Umut Şimşekli, PhD

Research Grants

DYNASTY: ERC Starting Grant (2022-2027)


I am the PI of the ERC Starting Grant "DYNASTY: Dynamics-Aware Theory of Deep Learning" — 1.5M Euros, 2022-2027. The objective of the project is as follows:
The recent advances in deep learning (DL) have transformed many scientific domains and have had major impacts on industry and society. Despite their success, DL methods do not obey most of the wisdoms of statistical learning theory, and the vast majority of the current DL techniques mainly stand as poorly understood black-box algorithms.
Even though DL theory has been a very active research field in the past few years, there is a significant gap between the current theory and practice: (i) the current theory often becomes vacuous for models with large number of parameters (which is typical in DL), and (ii) it cannot capture the interaction between data, architecture, training algorithm and its hyper-parameters, which can have drastic effects on the overall performance. Due to this lack of theoretical understanding, designing new DL systems has been dominantly performed by ad-hoc, 'trial-and-error' approaches.
The main objective of this proposal is to develop a mathematically sound and practically relevant theory for DL, which will ultimately serve as the basis of a software library that provides practical tools for DL practitioners. In particular, (i) we will develop error bounds that closely reflect the true empirical performance, by explicitly incorporating the dynamics aspect of training, (ii) we will develop new model selection, training, and compression algorithms with reduced time/memory/storage complexity, by exploiting the developed theory.
To achieve the expected breakthroughs, we will develop a novel theoretical framework, which will enable tight analysis of learning algorithms in the lens of dynamical systems theory. The outcomes will help relieve DL from being a black-box system and avoid the heuristic design process. We will produce comprehensive open-source software tools adapted to all popular DL libraries, and test the developed algorithms on a wide range of real applications arising in computer vision, audio/music/natural language processing.


FBIMATRIX: ANR / TUBITAK International Grant (2016-2021)
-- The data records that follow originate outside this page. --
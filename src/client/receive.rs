//! Readiness-driven receive loop.
//!
//! One iteration waits for the socket to become readable, drains every byte
//! currently available into the [`ReceiveBuffer`], and splits complete
//! messages out with the configured framing. The only await point is the
//! readiness wait, so dropping [`ReceiveLoop::next_event`] mid-flight loses
//! nothing.

use std::{future::Future, io};

use bytes::Bytes;
use tokio::net::tcp::OwnedReadHalf;
use tracing::{debug, warn};

use super::ClientConfig;
use crate::{
    buffer::ReceiveBuffer,
    framing::FrameCodec,
    metrics::{self, Direction},
};

/// Non-blocking byte source driven by readiness notifications.
pub(crate) trait ReadSource: Send {
    /// Wait until the source may have bytes to read.
    fn readable(&self) -> impl Future<Output = io::Result<()>> + Send;

    /// Read without blocking; `WouldBlock` means nothing is available now.
    fn try_read(&self, buf: &mut [u8]) -> io::Result<usize>;
}

impl ReadSource for OwnedReadHalf {
    fn readable(&self) -> impl Future<Output = io::Result<()>> + Send {
        OwnedReadHalf::readable(self)
    }

    fn try_read(&self, buf: &mut [u8]) -> io::Result<usize> { OwnedReadHalf::try_read(self, buf) }
}

/// Outcome of one readiness iteration.
#[derive(Debug, PartialEq, Eq)]
pub(crate) enum ReadEvent {
    /// Complete messages decoded in this iteration, possibly none.
    Messages(Vec<String>),
    /// The peer closed the stream; carries the messages flushed on close.
    Closed(Vec<String>),
}

/// Receive side of one relay connection.
pub(crate) struct ReceiveLoop<R> {
    source: R,
    buffer: ReceiveBuffer,
    codec: FrameCodec,
    chunk: Box<[u8]>,
}

impl<R: ReadSource> ReceiveLoop<R> {
    pub(crate) fn new(source: R, config: &ClientConfig) -> Self {
        Self {
            source,
            buffer: ReceiveBuffer::with_capacity(config.initial_buffer_capacity()),
            codec: config.framing_value().codec(config.max_frame_length_value()),
            chunk: vec![0; config.read_chunk_value()].into_boxed_slice(),
        }
    }

    /// Run one readiness iteration.
    ///
    /// # Errors
    ///
    /// Returns the I/O error of a failed read. The iteration is abandoned;
    /// calling again continues with the next one. A failed readiness wait is
    /// not retried and ends the stream as [`ReadEvent::Closed`].
    pub(crate) async fn next_event(&mut self) -> io::Result<ReadEvent> {
        if let Err(error) = self.source.readable().await {
            metrics::inc_errors();
            warn!(%error, "readiness wait failed, treating as disconnect");
            return Ok(ReadEvent::Closed(Vec::new()));
        }
        self.codec.begin_burst(&mut self.buffer);

        let mut closed = false;
        loop {
            match self.source.try_read(&mut self.chunk) {
                Ok(0) => {
                    closed = true;
                    break;
                }
                Ok(n) => self.buffer.append(&self.chunk[..n]),
                Err(e) if e.kind() == io::ErrorKind::WouldBlock => break,
                Err(e) if is_disconnect(&e) => {
                    debug!(error = %e, "read reported disconnect");
                    closed = true;
                    break;
                }
                Err(e) => return Err(e),
            }
        }

        let mut frames = Vec::new();
        if closed {
            match self.codec.decode_eof(&mut self.buffer, &mut frames) {
                Ok(0) => {}
                Ok(dropped) => warn!(dropped, "discarding partial frame at end of stream"),
                Err(error) => {
                    metrics::inc_errors();
                    warn!(%error, "framing error at end of stream");
                }
            }
            return Ok(ReadEvent::Closed(decode_text(frames)));
        }
        if let Err(error) = self.codec.decode_available(&mut self.buffer, &mut frames) {
            metrics::inc_errors();
            warn!(%error, "framing error, dropping malformed input");
        }
        Ok(ReadEvent::Messages(decode_text(frames)))
    }
}

fn is_disconnect(error: &io::Error) -> bool {
    matches!(
        error.kind(),
        io::ErrorKind::ConnectionReset
            | io::ErrorKind::ConnectionAborted
            | io::ErrorKind::BrokenPipe
            | io::ErrorKind::UnexpectedEof
    )
}

/// Convert frames to text, dropping any that are not valid UTF-8.
fn decode_text(frames: Vec<Bytes>) -> Vec<String> {
    frames
        .into_iter()
        .filter_map(|frame| {
            metrics::inc_frames(Direction::Inbound);
            match String::from_utf8(frame.to_vec()) {
                Ok(text) => Some(text),
                Err(error) => {
                    metrics::inc_errors();
                    warn!(len = frame.len(), %error, "dropping message that is not valid UTF-8");
                    None
                }
            }
        })
        .collect()
}
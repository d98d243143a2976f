//! Resilient client for a relay server.
//!
//! [`RelayClient`] keeps one TCP connection to a relay open, announces the
//! device with a registration envelope, dispatches every inbound message to
//! the application and serializes outbound sends through a single writer.
//! Connection setup retries with a fixed backoff; the lifecycle is published
//! as a [`ConnectionState`].

mod config;
mod connect;
mod driver;
mod error;
mod receive;
mod runtime;
mod send_queue;
mod state;

pub use config::{
    ClientConfig,
    DEFAULT_CONNECT_ATTEMPTS,
    DEFAULT_CONNECT_BACKOFF,
    DEFAULT_CONNECT_TIMEOUT,
    DEFAULT_READ_CHUNK,
    RetryPolicy,
    SocketOptions,
};
pub use connect::{Connector, TcpConnector, connect_with_retry};
pub use error::{ClientError, SendError};
pub use runtime::RelayClient;
pub use send_queue::{SendOutcome, SendTicket};
pub use state::ConnectionState;

#[cfg(test)]
mod tests;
I was the co-PI of the ANR/TUBITAK International Grant "FBIMATRIX: Parallel and Distributed Markov Chain Monte Carlo for Bayesian Inference in Matrix and Tensor Factorization Models" — 2016-2022. The objective of the project is as follows:

Matrix and tensor factorization methods provide a unifying view for a broad spectrum of techniques in machine learning and signal processing, providing both sensible statistical models for datasets as well as efficient computational procedures framed as decomposition algorithms. So far, algebraic or optimization based approaches prevailed for computation of such factorizations. In contrast, the FBIMATRIX project aims to develop the state-of-the-art Markov Chain Monte Carlo (MCMC) methods for Full Bayesian Inference in MATRIX and tensor factorization models. The randomization of Monte Carlo is useful in both Bayesian and non-Bayesian analysis such as model selection, model averaging, privacy preservation or simply better accuracy in computing approximate solutions. MCMC methods are generally perceived as being computationally very demanding and impractical, yet by exploiting parallel and distributed computation, we wish to push the state-of-the-art in terms of scalability, statistical efficiency, computational and communication complexity. In fact, we perceive MCMC as a natural general purpose computational tool of the future for inference and model selection in distributed data, eventually complementing optimization for certain big data problems due to its inherently randomized nature. The project will address Bayesian model selection and model averaging for factorization models, using parallel and distributed computation and current advances in Hybrid Monte Carlo methods that simulate an augmented stochastic dynamics. As such, we aim at developing faster algorithms for hard computational problems such as marginal likelihood estimation and improving convergence rates. We will illustrate the practical utility of the developed parallel and distributed MCMC methods on two challenging applications from two domains: audio source separation and missing link prediction.